═══ RECORD EXTRACTS ═══
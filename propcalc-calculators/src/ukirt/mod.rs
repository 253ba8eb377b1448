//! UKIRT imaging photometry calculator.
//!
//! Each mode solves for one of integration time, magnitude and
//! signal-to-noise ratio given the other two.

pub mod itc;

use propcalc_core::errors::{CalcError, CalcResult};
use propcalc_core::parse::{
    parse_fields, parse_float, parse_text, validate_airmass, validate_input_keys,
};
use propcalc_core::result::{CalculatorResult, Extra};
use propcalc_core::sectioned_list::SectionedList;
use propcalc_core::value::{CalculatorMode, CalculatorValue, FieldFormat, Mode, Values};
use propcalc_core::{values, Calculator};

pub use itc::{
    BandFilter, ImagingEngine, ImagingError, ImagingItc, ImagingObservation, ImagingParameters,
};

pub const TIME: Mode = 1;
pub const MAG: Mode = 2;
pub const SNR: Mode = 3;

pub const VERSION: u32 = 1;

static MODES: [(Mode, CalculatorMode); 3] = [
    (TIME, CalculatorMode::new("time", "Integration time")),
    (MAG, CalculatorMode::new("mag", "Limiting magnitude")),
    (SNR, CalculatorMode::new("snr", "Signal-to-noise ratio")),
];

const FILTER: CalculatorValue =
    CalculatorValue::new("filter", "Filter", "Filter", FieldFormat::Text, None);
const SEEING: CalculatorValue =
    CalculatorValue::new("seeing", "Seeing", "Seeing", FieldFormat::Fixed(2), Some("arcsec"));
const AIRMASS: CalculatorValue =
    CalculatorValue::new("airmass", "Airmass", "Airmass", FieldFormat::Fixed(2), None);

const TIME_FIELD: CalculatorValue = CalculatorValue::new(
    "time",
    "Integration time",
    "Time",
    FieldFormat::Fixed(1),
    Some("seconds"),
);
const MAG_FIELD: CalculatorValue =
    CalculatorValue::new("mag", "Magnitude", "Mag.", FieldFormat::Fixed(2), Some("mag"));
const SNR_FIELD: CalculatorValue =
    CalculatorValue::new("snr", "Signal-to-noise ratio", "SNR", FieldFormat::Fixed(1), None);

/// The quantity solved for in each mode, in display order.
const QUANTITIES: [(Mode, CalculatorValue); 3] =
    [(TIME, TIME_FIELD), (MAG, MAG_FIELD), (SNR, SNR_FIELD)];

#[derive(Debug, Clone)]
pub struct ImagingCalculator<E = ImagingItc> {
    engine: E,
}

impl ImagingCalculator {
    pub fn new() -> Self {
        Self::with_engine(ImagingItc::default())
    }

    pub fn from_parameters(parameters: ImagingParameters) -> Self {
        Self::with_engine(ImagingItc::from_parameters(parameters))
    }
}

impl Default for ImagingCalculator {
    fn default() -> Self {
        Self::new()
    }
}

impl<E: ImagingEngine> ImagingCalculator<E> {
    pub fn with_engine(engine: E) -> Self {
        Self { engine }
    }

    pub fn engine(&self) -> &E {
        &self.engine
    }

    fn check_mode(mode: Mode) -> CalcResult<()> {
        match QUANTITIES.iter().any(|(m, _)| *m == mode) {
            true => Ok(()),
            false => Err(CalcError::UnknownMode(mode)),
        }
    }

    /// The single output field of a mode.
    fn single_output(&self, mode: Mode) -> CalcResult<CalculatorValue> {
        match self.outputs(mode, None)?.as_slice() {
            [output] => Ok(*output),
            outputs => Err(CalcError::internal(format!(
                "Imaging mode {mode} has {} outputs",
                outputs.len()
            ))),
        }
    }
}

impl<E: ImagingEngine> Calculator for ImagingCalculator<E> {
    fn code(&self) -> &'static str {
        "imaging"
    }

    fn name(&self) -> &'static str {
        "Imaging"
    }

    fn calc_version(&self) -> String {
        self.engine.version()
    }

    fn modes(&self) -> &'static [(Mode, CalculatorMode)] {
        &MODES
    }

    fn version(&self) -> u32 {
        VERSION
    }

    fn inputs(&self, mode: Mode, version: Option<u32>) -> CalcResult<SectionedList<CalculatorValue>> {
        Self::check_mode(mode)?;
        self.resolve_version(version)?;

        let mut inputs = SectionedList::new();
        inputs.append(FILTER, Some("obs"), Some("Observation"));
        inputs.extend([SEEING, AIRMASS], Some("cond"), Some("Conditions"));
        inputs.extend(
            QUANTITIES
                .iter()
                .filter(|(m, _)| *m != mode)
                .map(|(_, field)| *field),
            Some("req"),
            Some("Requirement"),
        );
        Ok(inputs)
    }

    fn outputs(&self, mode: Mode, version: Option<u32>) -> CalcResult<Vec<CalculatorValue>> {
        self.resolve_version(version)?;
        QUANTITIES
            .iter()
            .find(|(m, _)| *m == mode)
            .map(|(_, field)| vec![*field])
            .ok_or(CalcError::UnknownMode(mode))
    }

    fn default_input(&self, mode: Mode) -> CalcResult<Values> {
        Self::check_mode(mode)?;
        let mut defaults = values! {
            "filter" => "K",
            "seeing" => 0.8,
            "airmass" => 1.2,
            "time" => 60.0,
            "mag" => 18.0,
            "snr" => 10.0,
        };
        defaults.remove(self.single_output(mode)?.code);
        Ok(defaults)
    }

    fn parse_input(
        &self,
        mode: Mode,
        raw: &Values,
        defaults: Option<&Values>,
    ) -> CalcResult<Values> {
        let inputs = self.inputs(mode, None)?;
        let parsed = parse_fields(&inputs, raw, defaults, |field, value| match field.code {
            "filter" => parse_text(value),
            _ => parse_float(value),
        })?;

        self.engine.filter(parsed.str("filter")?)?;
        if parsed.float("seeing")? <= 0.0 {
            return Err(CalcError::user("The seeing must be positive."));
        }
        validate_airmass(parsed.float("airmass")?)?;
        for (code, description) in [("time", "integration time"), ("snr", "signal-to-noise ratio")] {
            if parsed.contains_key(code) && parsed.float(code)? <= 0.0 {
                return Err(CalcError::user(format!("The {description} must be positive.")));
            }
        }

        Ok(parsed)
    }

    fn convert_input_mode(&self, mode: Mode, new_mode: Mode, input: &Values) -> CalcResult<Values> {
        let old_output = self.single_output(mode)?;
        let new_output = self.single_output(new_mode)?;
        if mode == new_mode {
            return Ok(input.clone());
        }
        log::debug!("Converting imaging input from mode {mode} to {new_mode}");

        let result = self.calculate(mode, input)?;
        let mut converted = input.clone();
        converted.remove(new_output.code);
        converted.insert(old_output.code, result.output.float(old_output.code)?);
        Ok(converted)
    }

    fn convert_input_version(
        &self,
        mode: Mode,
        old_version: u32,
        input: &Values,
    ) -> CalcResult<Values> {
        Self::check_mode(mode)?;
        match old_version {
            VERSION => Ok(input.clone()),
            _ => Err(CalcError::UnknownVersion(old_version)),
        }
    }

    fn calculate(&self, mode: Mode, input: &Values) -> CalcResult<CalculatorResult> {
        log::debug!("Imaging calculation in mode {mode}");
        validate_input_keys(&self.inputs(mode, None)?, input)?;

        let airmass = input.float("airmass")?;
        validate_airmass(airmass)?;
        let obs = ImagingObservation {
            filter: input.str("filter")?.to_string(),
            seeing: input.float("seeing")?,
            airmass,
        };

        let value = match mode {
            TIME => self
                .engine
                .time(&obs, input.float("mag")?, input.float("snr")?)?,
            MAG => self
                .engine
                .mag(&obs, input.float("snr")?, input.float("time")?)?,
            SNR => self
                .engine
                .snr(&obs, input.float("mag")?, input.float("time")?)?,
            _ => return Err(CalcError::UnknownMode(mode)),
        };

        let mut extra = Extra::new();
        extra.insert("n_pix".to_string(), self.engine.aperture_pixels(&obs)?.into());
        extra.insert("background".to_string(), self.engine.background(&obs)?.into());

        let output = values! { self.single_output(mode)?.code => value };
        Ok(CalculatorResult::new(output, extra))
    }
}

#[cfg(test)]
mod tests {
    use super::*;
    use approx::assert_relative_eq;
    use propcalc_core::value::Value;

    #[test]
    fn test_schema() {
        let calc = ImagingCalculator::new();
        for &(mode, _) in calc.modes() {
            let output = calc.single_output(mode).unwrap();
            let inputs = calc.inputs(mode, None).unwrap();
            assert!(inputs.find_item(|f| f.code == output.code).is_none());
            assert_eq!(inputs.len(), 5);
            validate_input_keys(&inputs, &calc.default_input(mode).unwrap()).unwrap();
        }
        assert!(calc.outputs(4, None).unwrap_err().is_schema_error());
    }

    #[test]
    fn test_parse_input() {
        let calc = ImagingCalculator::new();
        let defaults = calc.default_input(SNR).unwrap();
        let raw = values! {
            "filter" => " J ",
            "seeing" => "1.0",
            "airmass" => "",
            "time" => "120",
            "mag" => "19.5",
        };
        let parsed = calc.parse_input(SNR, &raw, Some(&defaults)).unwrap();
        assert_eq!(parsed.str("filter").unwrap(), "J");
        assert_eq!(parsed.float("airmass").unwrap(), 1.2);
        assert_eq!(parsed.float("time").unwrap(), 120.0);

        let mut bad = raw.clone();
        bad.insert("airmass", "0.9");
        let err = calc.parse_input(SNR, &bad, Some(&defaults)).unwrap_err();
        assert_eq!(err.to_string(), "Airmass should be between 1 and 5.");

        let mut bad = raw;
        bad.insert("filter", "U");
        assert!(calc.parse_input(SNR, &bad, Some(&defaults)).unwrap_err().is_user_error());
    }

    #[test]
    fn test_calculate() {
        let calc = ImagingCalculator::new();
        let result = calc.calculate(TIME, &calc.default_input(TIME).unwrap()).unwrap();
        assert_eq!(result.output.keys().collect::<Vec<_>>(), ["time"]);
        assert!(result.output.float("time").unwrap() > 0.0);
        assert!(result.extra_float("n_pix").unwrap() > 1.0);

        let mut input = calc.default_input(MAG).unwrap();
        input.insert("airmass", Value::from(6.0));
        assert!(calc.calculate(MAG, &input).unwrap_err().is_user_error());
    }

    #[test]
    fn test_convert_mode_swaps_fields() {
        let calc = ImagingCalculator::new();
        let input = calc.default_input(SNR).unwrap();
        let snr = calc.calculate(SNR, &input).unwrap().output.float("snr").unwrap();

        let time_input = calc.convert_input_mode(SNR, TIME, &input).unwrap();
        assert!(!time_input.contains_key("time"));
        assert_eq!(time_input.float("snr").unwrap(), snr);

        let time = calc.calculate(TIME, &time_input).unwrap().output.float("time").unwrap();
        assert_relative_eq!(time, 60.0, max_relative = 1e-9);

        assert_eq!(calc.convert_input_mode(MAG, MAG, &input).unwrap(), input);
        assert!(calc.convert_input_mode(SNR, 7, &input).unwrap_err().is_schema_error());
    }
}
═══
═══ RECORD EXTRACTS ═══
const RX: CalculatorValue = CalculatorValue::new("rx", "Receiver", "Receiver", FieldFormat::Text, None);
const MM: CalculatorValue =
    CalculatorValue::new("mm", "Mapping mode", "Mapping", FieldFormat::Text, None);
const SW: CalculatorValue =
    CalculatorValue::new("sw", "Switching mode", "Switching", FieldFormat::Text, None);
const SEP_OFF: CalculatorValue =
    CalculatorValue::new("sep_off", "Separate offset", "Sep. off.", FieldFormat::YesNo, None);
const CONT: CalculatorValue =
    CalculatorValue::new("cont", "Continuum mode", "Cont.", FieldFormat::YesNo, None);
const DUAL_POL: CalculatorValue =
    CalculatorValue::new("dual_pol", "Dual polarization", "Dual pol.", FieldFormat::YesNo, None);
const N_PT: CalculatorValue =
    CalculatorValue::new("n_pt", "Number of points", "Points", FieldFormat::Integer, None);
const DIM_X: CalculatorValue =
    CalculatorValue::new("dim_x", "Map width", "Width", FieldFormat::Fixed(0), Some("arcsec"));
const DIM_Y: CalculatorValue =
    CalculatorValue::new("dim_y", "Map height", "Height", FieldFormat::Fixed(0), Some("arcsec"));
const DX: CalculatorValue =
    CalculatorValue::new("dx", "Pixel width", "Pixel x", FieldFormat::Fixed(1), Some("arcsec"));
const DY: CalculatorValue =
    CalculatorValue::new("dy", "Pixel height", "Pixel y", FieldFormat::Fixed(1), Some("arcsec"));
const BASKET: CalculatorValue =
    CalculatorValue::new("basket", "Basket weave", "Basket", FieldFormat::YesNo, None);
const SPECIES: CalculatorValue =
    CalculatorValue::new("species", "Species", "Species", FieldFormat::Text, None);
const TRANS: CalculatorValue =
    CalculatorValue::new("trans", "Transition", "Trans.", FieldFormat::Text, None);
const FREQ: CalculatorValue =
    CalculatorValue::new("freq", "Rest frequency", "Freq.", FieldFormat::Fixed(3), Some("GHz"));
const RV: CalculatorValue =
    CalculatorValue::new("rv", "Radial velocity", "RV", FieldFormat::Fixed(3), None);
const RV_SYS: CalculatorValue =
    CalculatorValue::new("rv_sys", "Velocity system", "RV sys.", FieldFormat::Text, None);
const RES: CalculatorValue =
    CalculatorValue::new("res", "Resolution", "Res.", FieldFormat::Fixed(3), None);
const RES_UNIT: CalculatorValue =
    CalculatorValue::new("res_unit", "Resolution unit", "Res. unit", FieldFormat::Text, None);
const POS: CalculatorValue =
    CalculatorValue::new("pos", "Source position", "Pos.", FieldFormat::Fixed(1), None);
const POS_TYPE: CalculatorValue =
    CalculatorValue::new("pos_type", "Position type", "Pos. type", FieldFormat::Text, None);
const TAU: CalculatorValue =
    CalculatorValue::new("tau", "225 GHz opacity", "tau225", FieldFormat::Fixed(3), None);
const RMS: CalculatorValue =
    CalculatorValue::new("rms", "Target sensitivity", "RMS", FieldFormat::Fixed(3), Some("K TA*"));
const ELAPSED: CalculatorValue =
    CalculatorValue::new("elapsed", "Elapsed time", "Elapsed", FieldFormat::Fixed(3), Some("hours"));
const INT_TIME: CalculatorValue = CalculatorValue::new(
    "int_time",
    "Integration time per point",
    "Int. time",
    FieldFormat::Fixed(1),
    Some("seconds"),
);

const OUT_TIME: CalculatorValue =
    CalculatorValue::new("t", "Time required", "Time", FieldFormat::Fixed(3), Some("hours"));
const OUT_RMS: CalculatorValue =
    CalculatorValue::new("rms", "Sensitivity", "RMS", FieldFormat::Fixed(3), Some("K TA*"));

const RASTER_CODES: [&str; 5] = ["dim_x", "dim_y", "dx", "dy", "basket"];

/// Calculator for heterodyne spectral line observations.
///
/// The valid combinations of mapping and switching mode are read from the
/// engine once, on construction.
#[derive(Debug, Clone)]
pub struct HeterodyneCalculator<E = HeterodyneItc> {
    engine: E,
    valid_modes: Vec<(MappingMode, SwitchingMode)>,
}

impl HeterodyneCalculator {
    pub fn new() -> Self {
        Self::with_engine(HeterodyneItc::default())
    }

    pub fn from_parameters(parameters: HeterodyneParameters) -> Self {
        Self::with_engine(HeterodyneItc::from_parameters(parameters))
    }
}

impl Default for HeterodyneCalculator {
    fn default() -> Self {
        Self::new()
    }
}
═══
* **ABOUT THIS EXERCISE**
Look above for the line containing "filename propcalc-calculators/src/ukirt/mod.rs". Output from there through the line containing "pub mod itc;", exactly and inclusively.

* **RESULT FOR THIS TASK**
filename propcalc-calculators/src/ukirt/mod.rs
repository 253ba8eb377b1448
//! UKIRT imaging photometry calculator.
//!
//! Each mode solves for one of integration time, magnitude and
//! signal-to-noise ratio given the other two.

pub mod itc;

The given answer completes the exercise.